[Stored items]
● ● ● ●

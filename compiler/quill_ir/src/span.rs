//! Source location spans.
//!
//! Compact 8-byte span representation shared by tokens, declarations, and
//! typed tree nodes.

use std::fmt;

/// Source location span.
///
/// Layout: 8 bytes total
/// - start: u32 - byte offset from buffer start
/// - end: u32 - byte offset (exclusive)
#[derive(Copy, Clone, Eq, PartialEq, Hash, Default)]
pub struct Span {
    pub start: u32,
    pub end: u32,
}

impl Span {
    /// Dummy span for synthesized nodes.
    pub const DUMMY: Span = Span { start: 0, end: 0 };

    /// Create a new span.
    #[inline]
    pub const fn new(start: u32, end: u32) -> Self {
        Span { start, end }
    }

    /// An empty span at a single position.
    #[inline]
    pub const fn point(at: u32) -> Self {
        Span { start: at, end: at }
    }

    /// Length of the span in bytes.
    #[inline]
    pub const fn len(&self) -> u32 {
        self.end - self.start
    }

    /// Check if this span is empty.
    #[inline]
    pub const fn is_empty(&self) -> bool {
        self.start == self.end
    }

    /// Check if a byte position falls inside this span.
    ///
    /// The end offset is exclusive, so `contains(end)` is false.
    #[inline]
    pub const fn contains(&self, pos: u32) -> bool {
        self.start <= pos && pos < self.end
    }

    /// Smallest span covering both `self` and `other`.
    #[inline]
    pub fn merge(self, other: Span) -> Span {
        Span {
            start: self.start.min(other.start),
            end: self.end.max(other.end),
        }
    }
}

impl fmt::Display for Span {
    fn fmt(&self, f: &mut fmt::Formatter<'_>) -> fmt::Result {
        write!(f, "{}..{}", self.start, self.end)
    }
}

impl fmt::Debug for Span {
    fn fmt(&self, f: &mut fmt::Formatter<'_>) -> fmt::Result {
        write!(f, "Span({}..{})", self.start, self.end)
    }
}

● ● ● ●

» **BRIEF**: Transcribe, exactly as written, all lines of the entries above from the first to the one containing "byte offset (exclusive)", and no more.

» **TASK RESPONSE**:
filename compiler/quill_ir/src/span.rs
//! Source location spans.
//!
//! Compact 8-byte span representation shared by tokens, declarations, and
//! typed tree nodes.

use std::fmt;

/// Source location span.
///
/// Layout: 8 bytes total
/// - start: u32 - byte offset from buffer start
/// - end: u32 - byte offset (exclusive)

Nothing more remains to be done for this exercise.